Saved data entries

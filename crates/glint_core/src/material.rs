//! Phong-style materials and the read-only material table.

use std::sync::Arc;

use glint_math::Vec3;

use crate::texture::Texture;

/// Surface material for Whitted-style shading.
///
/// Coefficients weight the classic local terms (ambient, Lambert
/// diffuse, Blinn specular) plus the two recursive contributions
/// (mirror reflection, Snell refraction).
#[derive(Clone, Debug)]
pub struct Material {
    /// Material name (scene description key)
    pub name: String,

    /// Ambient coefficient
    pub k_ambient: f32,

    /// Diffuse coefficient
    pub k_diffuse: f32,

    /// Specular coefficient
    pub k_specular: f32,

    /// Reflection coefficient (0 = matte, 1 = perfect mirror)
    pub k_reflection: f32,

    /// Refraction coefficient (0 = opaque)
    pub k_refraction: f32,

    /// Blinn specular exponent
    pub shininess: f32,

    /// Index of refraction (1.0 = air, 1.5 = glass)
    pub refractive_index: f32,

    /// Base color when no texture is bound (RGB, 0-1)
    pub albedo: Vec3,

    /// Optional albedo texture, sampled at the hit UV
    pub texture: Option<Arc<Texture>>,
}

impl Default for Material {
    fn default() -> Self {
        Self {
            name: String::new(),
            k_ambient: 1.0,
            k_diffuse: 1.0,
            k_specular: 0.0,
            k_reflection: 0.0,
            k_refraction: 0.0,
            shininess: 32.0,
            refractive_index: 1.0,
            albedo: Vec3::new(0.5, 0.5, 0.5), // Grey default
            texture: None,
        }
    }
}

impl Material {
    /// Create a new material with just a name and albedo color.
    pub fn new(name: impl Into<String>, albedo: Vec3) -> Self {
        Self {
            name: name.into(),
            albedo,
            ..Default::default()
        }
    }

    /// Set the albedo texture.
    pub fn with_texture(mut self, texture: Arc<Texture>) -> Self {
        self.texture = Some(texture);
        self
    }

    /// Base color at the given surface coordinates: texture sample if a
    /// texture is bound, flat albedo otherwise.
    pub fn base_color(&self, u: f32, v: f32) -> Vec3 {
        match &self.texture {
            Some(texture) => texture.sample(u, v),
            None => self.albedo,
        }
    }
}

/// Index of a material inside a [`MaterialLibrary`].
///
/// Stored in every intersection record; resolving it is a plain slice
/// lookup on an explicitly passed library, never a global.
#[derive(Debug, Clone, Copy, PartialEq, Eq, Hash)]
pub struct MaterialId(pub usize);

/// Read-only table of materials, built once during scene setup.
#[derive(Default)]
pub struct MaterialLibrary {
    materials: Vec<Material>,
}

impl MaterialLibrary {
    /// Create a new empty library.
    pub fn new() -> Self {
        Self::default()
    }

    /// Add a material and return its id.
    pub fn add(&mut self, material: Material) -> MaterialId {
        let id = MaterialId(self.materials.len());
        self.materials.push(material);
        id
    }

    /// Get a material by id.
    ///
    /// Ids are only ever minted by `add`, so the lookup cannot fail for
    /// ids from the same library.
    pub fn get(&self, id: MaterialId) -> &Material {
        &self.materials[id.0]
    }

    /// Look up a material id by name.
    pub fn id_of(&self, name: &str) -> Option<MaterialId> {
        self.materials
            .iter()
            .position(|m| m.name == name)
            .map(MaterialId)
    }

    /// Number of materials in the library.
    pub fn len(&self) -> usize {
        self.materials.len()
    }

    /// Check if the library is empty.
    pub fn is_empty(&self) -> bool {
        self.materials.is_empty()
    }
}
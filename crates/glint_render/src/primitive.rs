//! Transformed scene primitives.
//!
//! Each primitive pairs a canonical local-space shape with an instance
//! transform. Rays are pulled into local space through a cached inverse
//! matrix without renormalizing the direction, so the local `t` is the
//! world `t` and no remapping is needed on the way out. Normals go back
//! through the inverse-transpose to survive non-uniform scale.

use std::sync::Arc;

use glint_core::{MaterialId, Mesh};
use glint_math::{Aabb, Interval, Mat4, Mat4Ext, Ray, Vec3};

use crate::intersection::{Intersection, LocalHit};
use crate::{cylinder, mesh, quad, sphere};

/// The canonical local-space shapes a primitive can take.
///
/// A closed set keeps intersection dispatch a plain match; meshes are
/// shared behind an `Arc` so many instances can reuse one load.
#[derive(Clone, Debug)]
pub enum Shape {
    /// Sphere of the given radius at the origin
    Sphere { radius: f32 },
    /// [-1, 1] x [-1, 1] square in the XY plane, normal +Z
    Quad,
    /// Open tube of radius 1 around the Y axis, |y| <= 1
    Cylinder,
    /// Indexed triangle mesh
    Mesh(Arc<Mesh>),
}

impl Shape {
    /// Bounding box of the canonical shape in local space.
    fn local_bounds(&self) -> Aabb {
        match self {
            Shape::Sphere { radius } => Aabb::new(Vec3::splat(-radius), Vec3::splat(*radius)),
            Shape::Quad => Aabb::new(Vec3::new(-1.0, -1.0, 0.0), Vec3::new(1.0, 1.0, 0.0)),
            Shape::Cylinder => Aabb::new(Vec3::splat(-1.0), Vec3::splat(1.0)),
            Shape::Mesh(mesh) => mesh.bounds,
        }
    }
}

/// A shape placed in the world with a material.
#[derive(Clone, Debug)]
pub struct Primitive {
    shape: Shape,
    inverse: Mat4,
    normal_matrix: Mat4,
    material: MaterialId,
    bounds: Aabb,
}

impl Primitive {
    /// Create a primitive from a shape, its local-to-world transform,
    /// and a material.
    ///
    /// The inverse and inverse-transpose are cached here; the transform
    /// must be invertible (scene validation rejects zero scales).
    pub fn new(shape: Shape, transform: Mat4, material: MaterialId) -> Self {
        let inverse = transform.inverse();
        let bounds = transform.transform_aabb(&shape.local_bounds());
        Self {
            shape,
            inverse,
            normal_matrix: inverse.transpose(),
            material,
            bounds,
        }
    }

    /// World-space bounding box, rebuilt from the transformed corners
    /// of the local box.
    pub fn bounds(&self) -> Aabb {
        self.bounds
    }

    pub fn material(&self) -> MaterialId {
        self.material
    }

    /// Find the nearest hit inside the window, if any.
    pub fn intersect(&self, ray: &Ray, window: Interval) -> Option<Intersection> {
        let local_ray = self.inverse.transform_ray(ray);

        let local: LocalHit = match &self.shape {
            Shape::Sphere { radius } => sphere::intersect(&local_ray, window, *radius)?,
            Shape::Quad => quad::intersect(&local_ray, window)?,
            Shape::Cylinder => cylinder::intersect(&local_ray, window)?,
            Shape::Mesh(mesh) => mesh::intersect(&local_ray, window, mesh)?,
        };

        Some(Intersection {
            t: local.t,
            position: ray.at(local.t),
            normal: self
                .normal_matrix
                .transform_vector3(local.normal)
                .normalize(),
            uv: local.uv,
            material: self.material,
        })
    }
}
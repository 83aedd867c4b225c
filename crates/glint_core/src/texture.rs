//! Texture loading for albedo maps.
//!
//! Textures store 8-bit RGB pixels and are sampled by the shader at the
//! UV coordinates carried in each intersection record.

use std::path::Path;

use glint_math::Vec3;
use thiserror::Error;

/// Errors that can occur during texture loading.
#[derive(Error, Debug)]
pub enum TextureError {
    #[error("Failed to load texture: {0}")]
    LoadError(String),

    #[error("IO error: {0}")]
    Io(#[from] std::io::Error),

    #[error("Image decoding error: {0}")]
    ImageError(#[from] image::ImageError),
}

pub type TextureResult<T> = Result<T, TextureError>;

/// A loaded texture with 8-bit RGB pixel data.
#[derive(Clone, Debug)]
pub struct Texture {
    /// Texture width in pixels
    pub width: u32,

    /// Texture height in pixels
    pub height: u32,

    /// Pixel data as [R, G, B] bytes, row-major order
    pixels: Vec<[u8; 3]>,
}

impl Texture {
    /// Create a new texture from pixel data.
    pub fn new(width: u32, height: u32, pixels: Vec<[u8; 3]>) -> Self {
        debug_assert_eq!(pixels.len(), (width * height) as usize);
        Self {
            width,
            height,
            pixels,
        }
    }

    /// Create a solid color texture (1x1).
    pub fn solid_color(color: Vec3) -> Self {
        let to_byte = |v: f32| (v.clamp(0.0, 1.0) * 255.0).round() as u8;
        Self {
            width: 1,
            height: 1,
            pixels: vec![[to_byte(color.x), to_byte(color.y), to_byte(color.z)]],
        }
    }

    /// Load a texture from an image file.
    pub fn load(path: impl AsRef<Path>) -> TextureResult<Self> {
        let path = path.as_ref();
        let img = image::open(path).map_err(|e| {
            TextureError::LoadError(format!("Failed to open {}: {}", path.display(), e))
        })?;

        let rgb = img.to_rgb8();
        let (width, height) = rgb.dimensions();
        let pixels: Vec<[u8; 3]> = rgb.pixels().map(|p| [p[0], p[1], p[2]]).collect();

        log::debug!(
            "Loaded texture: {} ({}x{})",
            path.display(),
            width,
            height
        );

        Ok(Self::new(width, height, pixels))
    }

    /// Sample the texture at UV coordinates, returning RGB in [0, 1].
    ///
    /// Nearest-pixel lookup with wrapping, so out-of-range coordinates
    /// (e.g. an uncapped cylinder's v = y) tile instead of clamping.
    pub fn sample(&self, u: f32, v: f32) -> Vec3 {
        let u = u.rem_euclid(1.0);
        let v = v.rem_euclid(1.0);

        let x = ((u * self.width as f32) as u32).min(self.width - 1);
        let y = ((v * self.height as f32) as u32).min(self.height - 1);

        let [r, g, b] = self.pixels[(y * self.width + x) as usize];
        Vec3::new(r as f32 / 255.0, g as f32 / 255.0, b as f32 / 255.0)
    }
}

• [What is expected]: From the data above, output exactly the lines between the one containing "cannot fail for" and the one containing "id by name.", counting both of them.

• [Answer area]:
    /// Ids are only ever minted by `add`, so the lookup cannot fail for
    /// ids from the same library.
    pub fn get(&self, id: MaterialId) -> &Material {
        &self.materials[id.0]
    }

    /// Look up a material id by name.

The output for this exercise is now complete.